#### [Task brief]
Below are the records. List every line holding the word "shift".

+ + + + + + +

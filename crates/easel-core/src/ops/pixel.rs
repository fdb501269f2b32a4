//! Per-pixel operations.
//!
//! Brightness, contrast and gamma are channel-independent, so they go
//! through a 256-entry lookup table built once per call.

use crate::buffer::{Channels, ImageBuffer};
use crate::luminance::{luma_plane, luma_u8};

pub(crate) fn grayscale(image: &ImageBuffer) -> ImageBuffer {
    match image.channels() {
        Channels::Gray => image.clone(),
        Channels::Rgb => ImageBuffer::from_parts(
            image.width(),
            image.height(),
            Channels::Gray,
            luma_plane(image.pixels()),
        ),
    }
}

pub(crate) fn invert(image: &ImageBuffer) -> ImageBuffer {
    map_bytes(image, |v| !v)
}

/// Additive shift of `value - 100`, clamped to [0, 255].
pub(crate) fn brightness(image: &ImageBuffer, value: i32) -> ImageBuffer {
    let shift = value - 100;
    let lut = build_lut(|v| (v as i32 + shift).clamp(0, 255) as u8);
    apply_lut(image, &lut)
}

/// Multiplicative scale of `value / 100`, truncated and clamped to [0, 255].
pub(crate) fn contrast(image: &ImageBuffer, value: i32) -> ImageBuffer {
    let factor = value as f32 / 100.0;
    let lut = build_lut(|v| (v as f32 * factor).clamp(0.0, 255.0) as u8);
    apply_lut(image, &lut)
}

/// `luma > cut` becomes 255, everything else 0.
pub(crate) fn threshold(image: &ImageBuffer, cut: i32) -> ImageBuffer {
    let binarize = |l: u8| if i32::from(l) > cut { 255 } else { 0 };
    let plane: Vec<u8> = match image.channels() {
        Channels::Gray => image.pixels().iter().map(|&l| binarize(l)).collect(),
        Channels::Rgb => image
            .pixels()
            .chunks_exact(3)
            .map(|px| binarize(luma_u8(px[0], px[1], px[2])))
            .collect(),
    };
    expand_plane(plane, image.width(), image.height(), image.channels())
}

/// Usable gamma values. Anything outside is clamped.
pub const GAMMA_RANGE: std::ops::RangeInclusive<f64> = 0.1..=3.0;

/// Power-law correction `255 * (v / 255) ^ (1 / gamma)`, truncated.
/// Values above 1 brighten midtones, values below 1 darken them.
pub(crate) fn gamma(image: &ImageBuffer, gamma: f64) -> ImageBuffer {
    let gamma = gamma.clamp(*GAMMA_RANGE.start(), *GAMMA_RANGE.end());
    if (gamma - 1.0).abs() < f64::EPSILON {
        return image.clone();
    }
    let inv = 1.0 / gamma;
    let lut = build_lut(|v| ((f64::from(v) / 255.0).powf(inv) * 255.0) as u8);
    apply_lut(image, &lut)
}

/// Spread the luma histogram over the full range.
///
/// Color images keep their chroma: every channel moves by the same amount
/// its pixel's luma moved.
pub(crate) fn equalize_histogram(image: &ImageBuffer) -> ImageBuffer {
    match image.channels() {
        Channels::Gray => apply_lut(image, &equalization_lut(image.pixels())),
        Channels::Rgb => {
            let luma = luma_plane(image.pixels());
            let lut = equalization_lut(&luma);
            let mut pixels = Vec::with_capacity(image.byte_size());
            for (px, &l) in image.pixels().chunks_exact(3).zip(&luma) {
                let delta = i32::from(lut[l as usize]) - i32::from(l);
                pixels.extend(px.iter().map(|&v| (i32::from(v) + delta).clamp(0, 255) as u8));
            }
            ImageBuffer::from_parts(image.width(), image.height(), Channels::Rgb, pixels)
        }
    }
}

/// Cumulative-histogram mapping with the darkest occupied level pinned to 0
/// and the brightest to 255. A single-level plane maps to itself.
fn equalization_lut(plane: &[u8]) -> [u8; 256] {
    let mut histogram = [0u64; 256];
    for &v in plane {
        histogram[v as usize] += 1;
    }
    let total = plane.len() as u64;
    let Some(first) = histogram.iter().position(|&n| n > 0) else {
        return build_lut(|v| v);
    };
    if histogram[first] == total {
        return build_lut(|v| v);
    }

    let scale = 255.0 / (total - histogram[first]) as f64;
    let mut lut = [0u8; 256];
    let mut cumulative = 0u64;
    for level in first + 1..256 {
        cumulative += histogram[level];
        lut[level] = (cumulative as f64 * scale).round().min(255.0) as u8;
    }
    lut
}

/// Replicate a single-channel plane into `channels` bytes per pixel.
pub(crate) fn expand_plane(plane: Vec<u8>, width: u32, height: u32, channels: Channels) -> ImageBuffer {
    match channels {
        Channels::Gray => ImageBuffer::from_parts(width, height, Channels::Gray, plane),
        Channels::Rgb => {
            let pixels = plane.iter().flat_map(|&v| [v, v, v]).collect();
            ImageBuffer::from_parts(width, height, Channels::Rgb, pixels)
        }
    }
}

fn build_lut(f: impl Fn(u8) -> u8) -> [u8; 256] {
    let mut lut = [0u8; 256];
    for (i, slot) in lut.iter_mut().enumerate() {
        *slot = f(i as u8);
    }
    lut
}

fn apply_lut(image: &ImageBuffer, lut: &[u8; 256]) -> ImageBuffer {
    map_bytes(image, |v| lut[v as usize])
}

fn map_bytes(image: &ImageBuffer, f: impl Fn(u8) -> u8) -> ImageBuffer {
    let pixels = image.pixels().iter().map(|&v| f(v)).collect();
    ImageBuffer::from_parts(image.width(), image.height(), image.channels(), pixels)
}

+ + + + + + +

#### [Solution to this task]
/// Additive shift of `value - 100`, clamped to [0, 255].
    let shift = value - 100;
    let lut = build_lut(|v| (v as i32 + shift).clamp(0, 255) as u8);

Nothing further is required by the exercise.